DATA EXTRACTS section start
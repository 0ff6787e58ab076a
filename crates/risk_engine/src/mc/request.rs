//! Simulation requests and their validated form.
//!
//! A [`SimulationRequest`] is the wire shape supplied by callers. It is
//! turned into a [`ValidatedRequest`] before any sampling; the pipeline only
//! ever sees validated requests.

use crate::aggregate::AggregationMethod;
use crate::distribution::DistributionSpec;
use crate::error::RiskError;
use crate::stats::level_key;
use risk_core::{CholeskyFactor, CorrelationMatrix};
use serde::de::{self, MapAccess, Visitor};
use serde::ser::SerializeMap;
use serde::{Deserialize, Deserializer, Serialize, Serializer};
use std::fmt;

/// Smallest accepted iteration count.
pub const MIN_ITERATIONS: usize = 1_000;
/// Largest accepted iteration count.
pub const MAX_ITERATIONS: usize = 100_000;
/// Iteration count used when a request omits it.
pub const DEFAULT_ITERATIONS: usize = 10_000;
/// Confidence levels used when a request omits them.
pub const DEFAULT_CONFIDENCE_LEVELS: [f64; 3] = [0.95, 0.99, 0.999];

fn default_iterations() -> usize {
    DEFAULT_ITERATIONS
}

fn default_confidence_levels() -> Vec<f64> {
    DEFAULT_CONFIDENCE_LEVELS.to_vec()
}

/// Ordered collection of named risk factors.
///
/// Insertion order fixes the column order of the sample matrix and of the
/// correlation matrix. Names are unique.
#[derive(Clone, Debug, Default, PartialEq)]
pub struct RiskFactors {
    entries: Vec<(String, DistributionSpec)>,
}

impl RiskFactors {
    /// Empty factor list.
    pub fn new() -> Self {
        Self::default()
    }

    /// Appends a factor.
    ///
    /// # Errors
    ///
    /// `RiskError::Configuration` if `name` is already present.
    pub fn insert(
        &mut self,
        name: impl Into<String>,
        spec: DistributionSpec,
    ) -> Result<(), RiskError> {
        let name = name.into();
        if self.get(&name).is_some() {
            return Err(RiskError::configuration(
                format!("risk_factors.{}", name),
                "duplicate risk factor name",
            ));
        }
        self.entries.push((name, spec));
        Ok(())
    }

    /// Builds a factor list from `(name, spec)` pairs, in order.
    pub fn from_pairs<I, S>(pairs: I) -> Result<Self, RiskError>
    where
        I: IntoIterator<Item = (S, DistributionSpec)>,
        S: Into<String>,
    {
        let mut factors = Self::new();
        for (name, spec) in pairs {
            factors.insert(name, spec)?;
        }
        Ok(factors)
    }

    /// Looks a factor up by name.
    pub fn get(&self, name: &str) -> Option<&DistributionSpec> {
        self.entries
            .iter()
            .find(|(n, _)| n == name)
            .map(|(_, spec)| spec)
    }

    /// Number of factors.
    pub fn len(&self) -> usize {
        self.entries.len()
    }

    /// True when no factors are present.
    pub fn is_empty(&self) -> bool {
        self.entries.is_empty()
    }

    /// Factor names in order.
    pub fn names(&self) -> impl Iterator<Item = &str> {
        self.entries.iter().map(|(name, _)| name.as_str())
    }

    /// `(name, spec)` pairs in order.
    pub fn iter(&self) -> impl Iterator<Item = (&str, &DistributionSpec)> {
        self.entries.iter().map(|(name, spec)| (name.as_str(), spec))
    }
}

impl Serialize for RiskFactors {
    fn serialize<S: Serializer>(&self, serializer: S) -> Result<S::Ok, S::Error> {
        let mut map = serializer.serialize_map(Some(self.entries.len()))?;
        for (name, spec) in &self.entries {
            map.serialize_entry(name, spec)?;
        }
        map.end()
    }
}

struct RiskFactorsVisitor;

impl<'de> Visitor<'de> for RiskFactorsVisitor {
    type Value = RiskFactors;

    fn expecting(&self, f: &mut fmt::Formatter<'_>) -> fmt::Result {
        f.write_str("a map of risk factor names to distributions")
    }

    fn visit_map<A: MapAccess<'de>>(self, mut map: A) -> Result<RiskFactors, A::Error> {
        let mut factors = RiskFactors::new();
        while let Some(name) = map.next_key::<String>()? {
            let spec = map
                .next_value::<DistributionSpec>()
                .map_err(|e| {
                    <A::Error as de::Error>::custom(format!("risk_factors.{}: {}", name, e))
                })?;
            if factors.get(&name).is_some() {
                return Err(de::Error::custom(format!(
                    "duplicate risk factor '{}'",
                    name
                )));
            }
            factors.entries.push((name, spec));
        }
        Ok(factors)
    }
}

impl<'de> Deserialize<'de> for RiskFactors {
    fn deserialize<D: Deserializer<'de>>(deserializer: D) -> Result<Self, D::Error> {
        deserializer.deserialize_map(RiskFactorsVisitor)
    }
}

/// Monte Carlo simulation request.
///
/// # Examples
///
/// ```rust
/// use risk_engine::mc::SimulationRequest;
///
/// let request = SimulationRequest::from_json(r#"{
///     "scenario_name": "test",
///     "risk_factors": {"loss": {"distribution": "normal", "mean": 1e6, "std": 2e5}},
///     "confidence_levels": [0.95]
/// }"#).unwrap();
///
/// assert_eq!(request.iterations, 10_000);
/// assert!(request.validate().is_ok());
/// ```
#[derive(Clone, Debug, PartialEq, Serialize, Deserialize)]
pub struct SimulationRequest {
    /// Scenario identity, echoed in the result.
    pub scenario_name: String,
    /// Number of iterations, in `[MIN_ITERATIONS, MAX_ITERATIONS]`.
    #[serde(default = "default_iterations")]
    pub iterations: usize,
    /// Named factors in column order.
    pub risk_factors: RiskFactors,
    /// Optional k×k target correlation matrix, rows in factor order.
    #[serde(default, skip_serializing_if = "Option::is_none")]
    pub correlation_matrix: Option<Vec<Vec<f64>>>,
    /// Distinct levels in (0, 1).
    #[serde(default = "default_confidence_levels")]
    pub confidence_levels: Vec<f64>,
    /// How factors combine per iteration.
    #[serde(default)]
    pub aggregation: AggregationMethod,
    /// Explicit seed; derived from the engine's base seed when absent.
    #[serde(default, skip_serializing_if = "Option::is_none")]
    pub seed: Option<u64>,
}

impl SimulationRequest {
    /// Request with default iterations, levels and aggregation.
    pub fn new(scenario_name: impl Into<String>, risk_factors: RiskFactors) -> Self {
        Self {
            scenario_name: scenario_name.into(),
            iterations: DEFAULT_ITERATIONS,
            risk_factors,
            correlation_matrix: None,
            confidence_levels: default_confidence_levels(),
            aggregation: AggregationMethod::default(),
            seed: None,
        }
    }

    /// Parses a request from JSON.
    ///
    /// # Errors
    ///
    /// `RiskError::Configuration` carrying serde's message for malformed
    /// input, unknown distribution families or missing parameters.
    pub fn from_json(json: &str) -> Result<Self, RiskError> {
        Ok(serde_json::from_str(json)?)
    }

    /// Checks every constraint and prepares the correlation factor.
    ///
    /// Fails on the first violation, before any sampling.
    ///
    /// # Errors
    ///
    /// `RiskError::Configuration` naming the offending field.
    pub fn validate(&self) -> Result<ValidatedRequest, RiskError> {
        if !(MIN_ITERATIONS..=MAX_ITERATIONS).contains(&self.iterations) {
            return Err(RiskError::configuration(
                "iterations",
                format!(
                    "must be in range [{}, {}], got {}",
                    MIN_ITERATIONS, MAX_ITERATIONS, self.iterations
                ),
            ));
        }

        if self.risk_factors.is_empty() {
            return Err(RiskError::configuration(
                "risk_factors",
                "at least one risk factor is required",
            ));
        }
        for (name, spec) in self.risk_factors.iter() {
            spec.validate(name)?;
        }

        let mut keys: Vec<String> = Vec::with_capacity(self.confidence_levels.len());
        for (index, &level) in self.confidence_levels.iter().enumerate() {
            if !(level > 0.0 && level < 1.0) {
                return Err(RiskError::configuration(
                    format!("confidence_levels[{}]", index),
                    format!("must be strictly between 0 and 1, got {}", level),
                ));
            }
            // Levels are reported under their rounded key, which must stay unique.
            let key = level_key(level);
            if keys.contains(&key) {
                return Err(RiskError::configuration(
                    format!("confidence_levels[{}]", index),
                    format!("duplicate confidence level {} (reported as {})", level, key),
                ));
            }
            keys.push(key);
        }

        let cholesky = match &self.correlation_matrix {
            Some(rows) => {
                let k = self.risk_factors.len();
                if rows.len() != k {
                    return Err(RiskError::configuration(
                        "correlation_matrix",
                        format!(
                            "expected {}x{} matrix for {} risk factors, got {} rows",
                            k,
                            k,
                            k,
                            rows.len()
                        ),
                    ));
                }
                Some(CorrelationMatrix::from_rows(rows)?.cholesky()?)
            }
            None => None,
        };

        Ok(ValidatedRequest {
            scenario_name: self.scenario_name.clone(),
            iterations: self.iterations,
            factors: self
                .risk_factors
                .iter()
                .map(|(name, spec)| (name.to_string(), spec.clone()))
                .collect(),
            cholesky,
            confidence_levels: self.confidence_levels.clone(),
            aggregation: self.aggregation,
            seed: self.seed,
        })
    }
}

/// A request that passed validation, ready for the pipeline.
///
/// Only [`SimulationRequest::validate`] constructs one.
#[derive(Debug)]
pub struct ValidatedRequest {
    scenario_name: String,
    iterations: usize,
    factors: Vec<(String, DistributionSpec)>,
    cholesky: Option<CholeskyFactor>,
    confidence_levels: Vec<f64>,
    aggregation: AggregationMethod,
    seed: Option<u64>,
}

impl ValidatedRequest {
    /// Scenario name.
    pub fn scenario_name(&self) -> &str {
        &self.scenario_name
    }

    /// Iteration count.
    pub fn iterations(&self) -> usize {
        self.iterations
    }

    /// Factors in column order.
    pub fn factors(&self) -> &[(String, DistributionSpec)] {
        &self.factors
    }

    /// Cholesky factor of the target correlation, if any.
    pub fn cholesky(&self) -> Option<&CholeskyFactor> {
        self.cholesky.as_ref()
    }

    /// Requested confidence levels.
    pub fn confidence_levels(&self) -> &[f64] {
        &self.confidence_levels
    }

    /// Aggregation method.
    pub fn aggregation(&self) -> AggregationMethod {
        self.aggregation
    }

    /// Explicit seed from the request.
    pub fn seed(&self) -> Option<u64> {
        self.seed
    }
}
DATA EXTRACTS section end
Determine which lines above include the word "Item", and report those lines in full.

SOLUTION:
        I: IntoIterator<Item = (S, DistributionSpec)>,
    pub fn names(&self) -> impl Iterator<Item = &str> {
    pub fn iter(&self) -> impl Iterator<Item = (&str, &DistributionSpec)> {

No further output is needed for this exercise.